Payment Agreements & Obligations
- Payment Requirements: Payments are required at the time of service for all residential accounts. Certain commercial or specialized residential accounts may qualify for a net-30 payment structure, contingent upon prior written approval from Cedar Heating & Cooling, LLC, LLC. Clients operating under this arrangement shall be granted a period of thirty (30) days from the completion date of the services to remit payment.
- Late Fees: In the event that any amount owed remains unpaid by the Client after the designated payment period, a late fee of one and one half percent (1.5%) per month (18% annually) shall accrue on the outstanding balance from the due date until full payment is received, or at the maximum rate permissible by law.
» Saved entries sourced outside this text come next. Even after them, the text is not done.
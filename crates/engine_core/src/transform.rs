//! Transform component and utilities for spatial positioning.

use glam::{Mat4, Quat, Vec3};

/// A 3D transform representing position, rotation, and scale.
#[derive(Debug, Clone, Copy, PartialEq)]
pub struct Transform {
    pub position: Vec3,
    pub rotation: Quat,
    pub scale: Vec3,
}

impl Default for Transform {
    fn default() -> Self {
        Self {
            position: Vec3::ZERO,
            rotation: Quat::IDENTITY,
            scale: Vec3::ONE,
        }
    }
}

impl Transform {
    /// Create a new transform at the given position.
    pub fn from_position(position: Vec3) -> Self {
        Self {
            position,
            ..Default::default()
        }
    }

    /// Create a new transform with position and rotation.
    pub fn from_position_rotation(position: Vec3, rotation: Quat) -> Self {
        Self {
            position,
            rotation,
            ..Default::default()
        }
    }

    /// Create the model matrix for this transform.
    pub fn to_matrix(&self) -> Mat4 {
        Mat4::from_scale_rotation_translation(self.scale, self.rotation, self.position)
    }

    /// Get the forward direction (negative Z in right-handed coordinates).
    pub fn forward(&self) -> Vec3 {
        self.rotation * -Vec3::Z
    }

    /// Get the right direction (positive X).
    pub fn right(&self) -> Vec3 {
        self.rotation * Vec3::X
    }

    /// Get the up direction (positive Y).
    pub fn up(&self) -> Vec3 {
        self.rotation * Vec3::Y
    }

    /// Translate the transform by a delta.
    pub fn translate(&mut self, delta: Vec3) {
        self.position += delta;
    }

    /// Look at a target position.
    pub fn look_at(&mut self, target: Vec3, up: Vec3) {
        let forward = target - self.position;
        if forward.length_squared() > 0.0001 {
            self.rotation = Quat::from_mat4(&Mat4::look_at_rh(self.position, target, up)).inverse();
        }
    }

    /// Look at a target's horizontal position, keeping the current height level.
    pub fn look_at_horizontal(&mut self, target: Vec3) {
        self.look_at(Vec3::new(target.x, self.position.y, target.z), Vec3::Y);
    }
}

#[cfg(test)]
mod tests {
    use super::*;

    #[test]
    fn look_at_points_forward_at_target() {
        let mut t = Transform::from_position(Vec3::new(0.0, 0.0, 0.0));
        t.look_at(Vec3::new(0.0, 0.0, -10.0), Vec3::Y);
        assert!(t.forward().dot(-Vec3::Z) > 0.99);
    }

    #[test]
    fn look_at_horizontal_ignores_target_height() {
        let mut t = Transform::from_position(Vec3::new(0.0, 50.0, 0.0));
        t.look_at_horizontal(Vec3::new(0.0, 0.0, 100.0));
        // Forward should be level: no vertical component.
        assert!(t.forward().y.abs() < 1e-4);
        assert!(t.forward().dot(Vec3::Z) > 0.99);
    }
}
//! Watchpost: fixed-position tower defense combat simulation.
//!
//! Headless demo driver: runs the simulation at a fixed 60 Hz tick with a
//! scripted gunner on the trigger, logging the situation as the defense
//! unfolds. The render/HUD layers attach to `GameState` the same way this
//! driver does.

mod camera;
mod config;
mod drone;
mod effects;
mod enemy;
mod hooks;
mod projectile;
mod schedule;
mod spawner;
mod state;
mod tension;
mod terrain;
mod update;
mod weapons;

use anyhow::Result;
use engine_core::{Time, Vec3};
use input::{InputState, Trigger};
use std::path::Path;

use crate::config::SimConfig;
use crate::hooks::{AudioCues, NullAudio, UiSink};
use crate::state::GameState;
use crate::terrain::RollingTerrain;

/// Wall-clock length of the demo engagement.
const DEMO_SECONDS: f32 = 45.0;
/// When the scripted gunner calls in the drone.
const DRONE_CALL_AT: f32 = 20.0;

/// Cue adapter over the kira-backed player.
struct KiraCues(audio::AudioSystem);

impl AudioCues for KiraCues {
    fn weapon_fire(&mut self) {
        self.0.weapon_fire();
    }
    fn explosion(&mut self, pitch: f32) {
        self.0.explosion(pitch);
    }
    fn cluster_pop(&mut self) {
        self.0.cluster_pop();
    }
    fn drone_motor(&mut self, active: bool) {
        self.0.drone_motor(active);
    }
}

/// HUD stand-in: narrations and progression land in the log.
struct LogUi;

impl UiSink for LogUi {
    fn score_changed(&mut self, score: u32) {
        log::debug!("score: {}", score);
    }
    fn level_up(&mut self, level: u32) {
        log::info!("LEVEL UP -> {}", level);
    }
    fn breach(&mut self) {
        log::warn!("perimeter breach!");
    }
    fn narrate(&mut self, text: &str) {
        log::info!("[COMMS] {}", text);
    }
    fn drone_ui_visible(&mut self, visible: bool) {
        log::debug!("drone feed {}", if visible { "up" } else { "down" });
    }
}

fn build_audio() -> Box<dyn AudioCues> {
    match audio::AudioSystem::new() {
        Ok(mut system) => {
            // Optional sound pack next to the binary; missing files just
            // mean silent cues.
            for name in [
                audio::WEAPON_FIRE,
                audio::EXPLOSION,
                audio::CLUSTER_POP,
                audio::DRONE_MOTOR,
            ] {
                let path = format!("assets/sounds/{}.ogg", name);
                if system.load_sound(name, Path::new(&path)).is_err() {
                    log::debug!("no sound at {}", path);
                }
            }
            Box::new(KiraCues(system))
        }
        Err(e) => {
            log::warn!("audio unavailable ({}); running silent", e);
            Box::new(NullAudio)
        }
    }
}

/// Scripted gunner: tracks the nearest contact, holds the trigger, and
/// feeds pointer motion the way a player would.
fn drive_input(input: &mut InputState, state: &GameState) {
    let contacts = state.radar_contacts();
    let Some(nearest) = contacts.iter().max_by(|a, b| {
        a.position
            .z
            .partial_cmp(&b.position.z)
            .unwrap_or(std::cmp::Ordering::Equal)
    }) else {
        input.process_trigger(Trigger::Primary, false);
        return;
    };

    // Angles to put the torso center on the reticle.
    let aim = nearest.position + Vec3::Y * state.config.torso_offset;
    let to_target = aim - state.camera.position;
    let desired_yaw = (-to_target.x).atan2(-to_target.z);
    let horiz = (to_target.x * to_target.x + to_target.z * to_target.z).sqrt();
    let desired_pitch = to_target.y.atan2(horiz);

    // Feed the error through as pointer motion, like a hand on the mouse.
    let zoom = state.camera.fov() / state.config.fov_max;
    let gain = 0.4 / (state.config.sensitivity * zoom);
    let yaw_err = desired_yaw - state.camera.yaw();
    let pitch_err = desired_pitch - state.camera.pitch();
    input.process_pointer_motion(-yaw_err * gain, -pitch_err * gain);

    input.process_trigger(Trigger::Primary, true);
    // Keep the cluster trigger down; the unlock and the cooldown decide
    // when anything actually drops.
    input.process_trigger(Trigger::Secondary, true);
}

/// Periodic situation dump: what the HUD would show, flattened into the log.
fn report(state: &GameState) {
    let cfg = &state.config;
    log::info!(
        "t={:5.1}s score={} level={} contacts={} pulse={:.0} zoom={:.1}x lock={} drone={}",
        state.clock,
        state.progress.score,
        state.progress.level,
        enemy::live_count(&state.world),
        state.tension.bpm(),
        state.camera.zoom_factor(cfg),
        if state.aim_target().is_some() { "Y" } else { "-" },
        match state.drone.mission() {
            Some(m) => format!(
                "{:?} at ({:.0},{:.0},{:.0}) hdg ({:.1},{:.1},{:.1})",
                m.phase,
                m.position.x,
                m.position.y,
                m.position.z,
                m.heading.x,
                m.heading.y,
                m.heading.z
            ),
            None => "-".to_string(),
        },
    );
    // Render-state summary for eyeballing the sim without a window.
    if let Some(p) = state.effects.particles.first() {
        log::debug!(
            "fx: {} puffs (lead at ({:.0},{:.0},{:.0}) size {:.1} opacity {:.2}), {} tracers, {} flashes",
            state.effects.particles.len(),
            p.position.x,
            p.position.y,
            p.position.z,
            p.size,
            p.opacity(),
            state.effects.tracers.len(),
            state.effects.flashes.len(),
        );
    }
    if let Some(f) = state.effects.flashes.first() {
        log::debug!(
            "flash {} at ({:.0},{:.0},{:.0}) intensity {:.1} radius {:.0}",
            f.id,
            f.position.x,
            f.position.y,
            f.position.z,
            f.intensity,
            f.radius,
        );
    }
    if let Some(t) = state.effects.tracers.first() {
        log::debug!(
            "tracer head ({:.0},{:.0},{:.0}) reticle scale {:.2}",
            t.position.x,
            t.position.y,
            t.position.z,
            state.camera.reticle_scale(cfg),
        );
    }
    let flashed = state
        .world
        .query::<&enemy::Enemy>()
        .iter()
        .filter(|(_, e)| e.flash)
        .count();
    if flashed > 0 {
        log::debug!("{} contacts lit by hit flash", flashed);
    }
    if !state.scheduler.is_empty() {
        log::debug!("{} timed effects pending", state.scheduler.len());
    }
}

fn main() -> Result<()> {
    env_logger::Builder::from_env(env_logger::Env::default().default_filter_or("info")).init();

    let config = SimConfig::load();
    let mut state = GameState::new(
        config,
        Box::new(RollingTerrain::default()),
        build_audio(),
        Box::new(LogUi),
    );
    let mut input = InputState::new();
    let mut time = Time::new();

    state.start();
    log::info!("holding the line for {}s", DEMO_SECONDS);

    let mut drone_called = false;
    let mut next_report = 5.0;

    while state.clock < DEMO_SECONDS {
        time.update();
        while time.should_fixed_update() {
            drive_input(&mut input, &state);
            input.begin_frame();
            update::frame(&mut state, &input, time.fixed_timestep_seconds());

            // Combat stress: contacts closing on the wire push the pulse up.
            if state
                .radar_contacts()
                .iter()
                .any(|c| c.position.z > -60.0)
            {
                state.tension.spike(10.0 * time.fixed_timestep_seconds());
            }

            if !drone_called && state.clock >= DRONE_CALL_AT {
                drone_called = true;
                // Strike the thickest part of the advance.
                let target = state.radar_contacts().first().map(|c| c.position);
                if let Some(target) = target {
                    state.designate_drone_strike(target);
                }
            }

            if state.clock >= next_report {
                next_report += 5.0;
                report(&state);
            }
        }
        std::thread::sleep(std::time::Duration::from_millis(1));
    }

    log::info!(
        "engagement over: score={} level={} pulse={:.0}",
        state.progress.score,
        state.progress.level,
        state.tension.bpm(),
    );
    state.reset();
    Ok(())
}
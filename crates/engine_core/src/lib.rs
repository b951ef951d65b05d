//! Core engine types for Watchpost.
//!
//! This crate provides the foundational types used across the simulation:
//! - Transform and spatial components
//! - Time management for the fixed-tick game loop
//! - Common component types for ECS

pub mod components;
pub mod time;
pub mod transform;

pub use components::*;
pub use time::*;
pub use transform::*;

// Re-export commonly used types
pub use glam::{Mat4, Quat, Vec2, Vec3};
pub use hecs::{Entity, World};
//! Enemy entities: riflemen and armor advancing on the defense line.

use engine_core::{Entity, Health, Quat, Transform, Velocity, Vec3, World};
use rand::rngs::StdRng;
use rand::Rng;

use crate::config::SimConfig;
use crate::hooks::UiSink;
use crate::terrain::TerrainQuery;

/// What kind of enemy this is. Kind-specific state lives on the variant.
#[derive(Debug, Clone, Copy, PartialEq)]
pub enum EnemyKind {
    /// Foot soldier with a gait phase offset so squads don't march in step.
    Infantry { gait_phase: f32 },
    /// Armored vehicle; hovers on its suspension instead of walking.
    Vehicle,
}

impl EnemyKind {
    pub fn is_vehicle(&self) -> bool {
        matches!(self, EnemyKind::Vehicle)
    }

    /// Kill explosion size.
    pub fn blast_scale(&self) -> f32 {
        match self {
            EnemyKind::Infantry { .. } => 1.0,
            EnemyKind::Vehicle => 3.0,
        }
    }
}

/// Enemy component. Health and motion live in their own components.
#[derive(Debug, Clone)]
pub struct Enemy {
    pub kind: EnemyKind,
    /// Transient hit feedback; cleared by a scheduled revert.
    pub flash: bool,
}

/// Squad shape: rifle escorts around the vehicle, XZ offsets.
const SQUAD_ESCORT_OFFSETS: [(f32, f32); 4] = [(-3.0, -3.0), (3.0, -3.0), (-3.0, -6.0), (3.0, -6.0)];

/// Gait bob: rest height above ground, sine amplitude, frequency, and the
/// blend rate of the running-average filter.
const GAIT_REST_HEIGHT: f32 = 0.1;
const GAIT_AMPLITUDE: f32 = 0.01;
const GAIT_FREQUENCY: f32 = 10.0;
const GAIT_BLEND: f32 = 6.0;

/// Vehicle hover: chassis height above ground, bob amplitude and frequency.
const HOVER_HEIGHT: f32 = 2.0;
const HOVER_AMPLITUDE: f32 = 0.1;
const HOVER_FREQUENCY: f32 = 5.0;

/// Spawn a single rifleman, ground-snapped, facing the defense line.
/// `position_hint` places squad escorts; lone spawns pick a random spot on
/// the far band.
pub fn spawn_enemy(
    world: &mut World,
    terrain: &dyn TerrainQuery,
    rng: &mut StdRng,
    cfg: &SimConfig,
    position_hint: Option<(f32, f32)>,
) -> Entity {
    let (x, z) = position_hint.unwrap_or_else(|| {
        (
            (rng.gen::<f32>() - 0.5) * 2.0 * cfg.spawn_half_width,
            cfg.infantry_spawn_z,
        )
    });
    let y = terrain.height(x, z) + GAIT_REST_HEIGHT;
    let speed = cfg.infantry_speed_min
        + rng.gen::<f32>() * (cfg.infantry_speed_max - cfg.infantry_speed_min);
    world.spawn((
        Transform {
            position: Vec3::new(x, y, z),
            rotation: face_defense_line(),
            scale: Vec3::ONE,
        },
        Velocity::new(Vec3::new(0.0, 0.0, speed)),
        Health::new(cfg.infantry_health),
        Enemy {
            kind: EnemyKind::Infantry {
                gait_phase: rng.gen::<f32>() * 100.0,
            },
            flash: false,
        },
    ))
}

/// Spawn a squad: one vehicle plus four rifle escorts in formation.
pub fn spawn_squad(
    world: &mut World,
    terrain: &dyn TerrainQuery,
    rng: &mut StdRng,
    cfg: &SimConfig,
) -> Entity {
    let x = (rng.gen::<f32>() - 0.5) * 2.0 * cfg.spawn_half_width;
    let z = cfg.squad_spawn_z;
    let vehicle = world.spawn((
        Transform {
            position: Vec3::new(x, terrain.height(x, z) + HOVER_HEIGHT, z),
            rotation: face_defense_line(),
            scale: Vec3::ONE,
        },
        Velocity::new(Vec3::new(0.0, 0.0, cfg.vehicle_speed)),
        Health::new(cfg.vehicle_health),
        Enemy {
            kind: EnemyKind::Vehicle,
            flash: false,
        },
    ));
    for (dx, dz) in SQUAD_ESCORT_OFFSETS {
        spawn_enemy(world, terrain, rng, cfg, Some((x + dx, z + dz)));
    }
    vehicle
}

/// Advance every enemy toward the line, bob them, and remove breachers.
///
/// Runs after damage resolution in the tick, so a kill on the same tick an
/// enemy stands past the line counts as a kill, not a breach.
pub fn update_enemies(
    world: &mut World,
    terrain: &dyn TerrainQuery,
    ui: &mut dyn UiSink,
    t: f32,
    dt: f32,
    cfg: &SimConfig,
) {
    let mut breached: Vec<Entity> = Vec::new();
    for (entity, (transform, velocity, enemy)) in
        world.query_mut::<(&mut Transform, &Velocity, &Enemy)>()
    {
        transform.position.z += velocity.linear.z * dt;
        let ground = terrain.height(transform.position.x, transform.position.z);
        match enemy.kind {
            EnemyKind::Infantry { gait_phase } => {
                // Running-average filter toward a ground-relative sine: the
                // step settles in over a few ticks instead of snapping.
                let target =
                    ground + GAIT_REST_HEIGHT + (t * GAIT_FREQUENCY + gait_phase).sin() * GAIT_AMPLITUDE;
                let blend = (GAIT_BLEND * dt).min(1.0);
                transform.position.y += (target - transform.position.y) * blend;
            }
            EnemyKind::Vehicle => {
                transform.position.y =
                    ground + HOVER_HEIGHT + (t * HOVER_FREQUENCY).sin() * HOVER_AMPLITUDE;
            }
        }
        if transform.position.z > cfg.boundary_z {
            breached.push(entity);
        }
    }
    for entity in breached {
        world.despawn(entity).ok();
        ui.breach();
    }
}

/// Number of enemies still on the field.
pub fn live_count(world: &World) -> usize {
    world.query::<&Enemy>().iter().count()
}

/// The only removal path besides a breach. Kills go through here.
pub fn remove_enemy(world: &mut World, entity: Entity) {
    world.despawn(entity).ok();
}

fn face_defense_line() -> Quat {
    // Enemies advance in +Z; entity forward is -Z.
    Quat::from_rotation_y(std::f32::consts::PI)
}
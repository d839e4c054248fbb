/// Vector and plane math primitives used by the derivation stages
use std::f64::consts::PI;

use nalgebra::{Point3, Unit, UnitQuaternion, Vector3};

use crate::error::{PlanError, Result};

/// Cosine beyond which two unit vectors are treated as anti-parallel.
const ANTIPARALLEL_COS: f64 = -1.0 + 1e-12;

/// Unit vector pointing from `a` to `b`.
///
/// Fails with `DegenerateAxis` when the points are closer than `epsilon`.
pub fn direction(a: &Point3<f64>, b: &Point3<f64>, epsilon: f64) -> Result<Unit<Vector3<f64>>> {
    let delta = b - a;
    let length = delta.norm();
    if length < epsilon || !length.is_finite() {
        return Err(PlanError::DegenerateAxis { length });
    }
    Ok(Unit::new_unchecked(delta / length))
}

/// `point - normal * dot(point - anchor, normal)`
pub fn project_onto_plane(
    point: &Point3<f64>,
    normal: &Unit<Vector3<f64>>,
    anchor: &Point3<f64>,
) -> Point3<f64> {
    let normal = normal.into_inner();
    let distance = (point - anchor).dot(&normal);
    point - normal * distance
}

/// Minimal rotation taking the plane's local +Z onto `axis`.
///
/// The anti-parallel case has no unique minimal rotation; it resolves to a
/// half turn about local +X so the result is always well defined.
pub fn perpendicular_orientation(axis: &Unit<Vector3<f64>>) -> UnitQuaternion<f64> {
    let canonical = Vector3::z_axis();
    if canonical.dot(&axis.into_inner()) <= ANTIPARALLEL_COS {
        return UnitQuaternion::from_axis_angle(&Vector3::x_axis(), PI);
    }
    UnitQuaternion::rotation_between_axis(&canonical, axis)
        .unwrap_or_else(|| UnitQuaternion::from_axis_angle(&Vector3::x_axis(), PI))
}

/// Rotate `base` by `angle` radians about the world-space `line` direction.
///
/// Callers always pass the un-rotated base orientation so that the angle is
/// absolute: applying the same angle twice gives the same result.
pub fn rotate_about_line(
    base: &UnitQuaternion<f64>,
    line: &Unit<Vector3<f64>>,
    angle: f64,
) -> UnitQuaternion<f64> {
    UnitQuaternion::from_axis_angle(line, angle) * base
}

/// Move a point `distance` along `direction`.
pub fn translate_along(point: &Point3<f64>, direction: &Unit<Vector3<f64>>, distance: f64) -> Point3<f64> {
    point + direction.into_inner() * distance
}

/// Unit cross product `a x b`, or `DegenerateAxis` if the inputs are parallel.
pub fn cross_direction(
    a: &Unit<Vector3<f64>>,
    b: &Unit<Vector3<f64>>,
    epsilon: f64,
) -> Result<Unit<Vector3<f64>>> {
    let cross = a.into_inner().cross(&b.into_inner());
    let length = cross.norm();
    if length < epsilon {
        return Err(PlanError::DegenerateAxis { length });
    }
    Ok(Unit::new_unchecked(cross / length))
}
- Responsibility for Legal Costs: The Client hereby acknowledges and agrees to assume full responsibility for all attorney fees and collection costs incurred by Cedar Heating & Cooling, LLC, LLC, in connection with account and payment delinquency, litigation, complaints, trials, lawsuits, or legal mediation, irrespective of whether such litigation is ultimately pursued.
- Accepted Forms of Payment: Accepted forms of payment include cash, checks, ACH payments, credit/debit cards, or approved financing options through Cedar Heating & Cooling, LLC, and its affiliates. The responsibility for return check fees shall rest with the Client. Clients utilizing progressive payment arrangements must remit payment within fourteen (14) days of invoicing or as stipulated in the agreement, and prior to the continuation of the project.
- Modification of Terms: Any late or delinquent payments will void previously agreed payment terms, thereby granting Cedar Heating & Cooling, LLC the right to modify such terms and require immediate payment of the total outstanding balance, inclusive of any accrued finance charges, prior to the resumption of work.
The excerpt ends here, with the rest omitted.